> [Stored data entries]
☆ ☆ ☆ ☆ ☆

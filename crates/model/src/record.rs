use chrono::{DateTime, Utc};
use serde::{Deserialize, Serialize};
use uuid::Uuid;

use crate::events::{AnalysisPayload, GeneralPayload, PatientPayload, ServerEvent};

/// Fallback literals for events arriving with missing payload fields.
pub const FALLBACK_PATIENT_NAME: &str = "Tanpa nama";
pub const FALLBACK_SEVERITY: &str = "Tidak diketahui";
pub const FALLBACK_GENERAL_TITLE: &str = "Notifikasi";
pub const FALLBACK_GENERAL_MESSAGE: &str = "Anda memiliki notifikasi baru";

/// A single entry in the session's notification list.
///
/// Immutable after creation except for the `read` flag. `title` and
/// `message` are derived from the originating event once, at receipt
/// time, and stored verbatim.
#[derive(Debug, Clone, Serialize, Deserialize)]
pub struct NotificationRecord {
    pub id: Uuid,
    #[serde(flatten)]
    pub kind: NotificationKind,
    pub title: String,
    pub message: String,
    pub created_at: DateTime<Utc>,
    #[serde(default)]
    pub read: bool,
}

#[derive(Debug, Clone, Serialize, Deserialize)]
#[serde(tag = "kind", content = "payload", rename_all = "snake_case")]
pub enum NotificationKind {
    PatientAdded(PatientPayload),
    PatientUpdated(PatientPayload),
    PatientDeleted(PatientPayload),
    NewAnalysis(AnalysisPayload),
    General(GeneralPayload),
}

/// Visual weight of a toast shown by the presentation collaborator.
#[derive(Debug, Clone, Copy, PartialEq, Eq, Serialize, Deserialize)]
#[serde(rename_all = "snake_case")]
pub enum ToastSeverity {
    Info,
    Success,
    Warning,
    Error,
}

/// Where the UI should navigate when the user activates a notification.
#[derive(Debug, Clone, PartialEq, Eq, Serialize, Deserialize)]
#[serde(tag = "target", rename_all = "snake_case")]
pub enum NavigationTarget {
    PatientDetail { patient_id: String },
    PatientList,
    AnalysisDetail { analysis_id: String },
    None,
}

impl NotificationRecord {
    /// Builds a record from a delivered server event, deriving the
    /// display strings per the dashboard's notification taxonomy.
    pub fn from_event(event: ServerEvent) -> Self {
        let (kind, title, message) = match event {
            ServerEvent::PatientAdded(p) => {
                let message = format!(
                    "Pasien baru telah ditambahkan: {}",
                    patient_name(&p)
                );
                (NotificationKind::PatientAdded(p), "Pasien Baru".to_string(), message)
            }
            ServerEvent::PatientUpdated(p) => {
                let message = format!(
                    "Data pasien telah diperbarui: {}",
                    patient_name(&p)
                );
                (
                    NotificationKind::PatientUpdated(p),
                    "Data Pasien Diperbarui".to_string(),
                    message,
                )
            }
            ServerEvent::PatientDeleted(p) => {
                let message = format!(
                    "Data pasien telah dihapus: {}",
                    patient_name(&p)
                );
                (
                    NotificationKind::PatientDeleted(p),
                    "Pasien Dihapus".to_string(),
                    message,
                )
            }
            ServerEvent::NewAnalysis(a) => {
                let message = format!(
                    "Hasil scan retina untuk pasien {} telah tersedia. Tingkat keparahan: {}",
                    a.patient_name.as_deref().unwrap_or(FALLBACK_PATIENT_NAME),
                    a.severity.as_deref().unwrap_or(FALLBACK_SEVERITY),
                );
                (
                    NotificationKind::NewAnalysis(a),
                    "Hasil Scan Retina Baru".to_string(),
                    message,
                )
            }
            ServerEvent::General(g) => {
                let title = g
                    .title
                    .clone()
                    .unwrap_or_else(|| FALLBACK_GENERAL_TITLE.to_string());
                let message = g
                    .message
                    .clone()
                    .unwrap_or_else(|| FALLBACK_GENERAL_MESSAGE.to_string());
                (NotificationKind::General(g), title, message)
            }
        };

        Self {
            id: Uuid::new_v4(),
            kind,
            title,
            message,
            created_at: Utc::now(),
            read: false,
        }
    }

    pub fn navigation_target(&self) -> NavigationTarget {
        match &self.kind {
            NotificationKind::PatientAdded(p) | NotificationKind::PatientUpdated(p) => {
                match &p.patient_id {
                    Some(id) => NavigationTarget::PatientDetail {
                        patient_id: id.clone(),
                    },
                    None => NavigationTarget::PatientList,
                }
            }
            NotificationKind::PatientDeleted(_) => NavigationTarget::PatientList,
            NotificationKind::NewAnalysis(a) => match &a.analysis_id {
                Some(id) => NavigationTarget::AnalysisDetail {
                    analysis_id: id.clone(),
                },
                None => NavigationTarget::None,
            },
            NotificationKind::General(_) => NavigationTarget::None,
        }
    }
}

fn patient_name(p: &PatientPayload) -> &str {
    p.patient_name.as_deref().unwrap_or(FALLBACK_PATIENT_NAME)
}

☆ ☆ ☆ ☆ ☆

> [WHAT YOU SHOULD DO] The line containing "Immutable after creation" marks the end: copy exactly every line from the top of the data above down to it, that line included.

> [TASK ANSWER]
filename crates/model/src/record.rs
use chrono::{DateTime, Utc};
use serde::{Deserialize, Serialize};
use uuid::Uuid;

use crate::events::{AnalysisPayload, GeneralPayload, PatientPayload, ServerEvent};

/// Fallback literals for events arriving with missing payload fields.
pub const FALLBACK_PATIENT_NAME: &str = "Tanpa nama";
pub const FALLBACK_SEVERITY: &str = "Tidak diketahui";
pub const FALLBACK_GENERAL_TITLE: &str = "Notifikasi";
pub const FALLBACK_GENERAL_MESSAGE: &str = "Anda memiliki notifikasi baru";

/// A single entry in the session's notification list.
///
/// Immutable after creation except for the `read` flag. `title` and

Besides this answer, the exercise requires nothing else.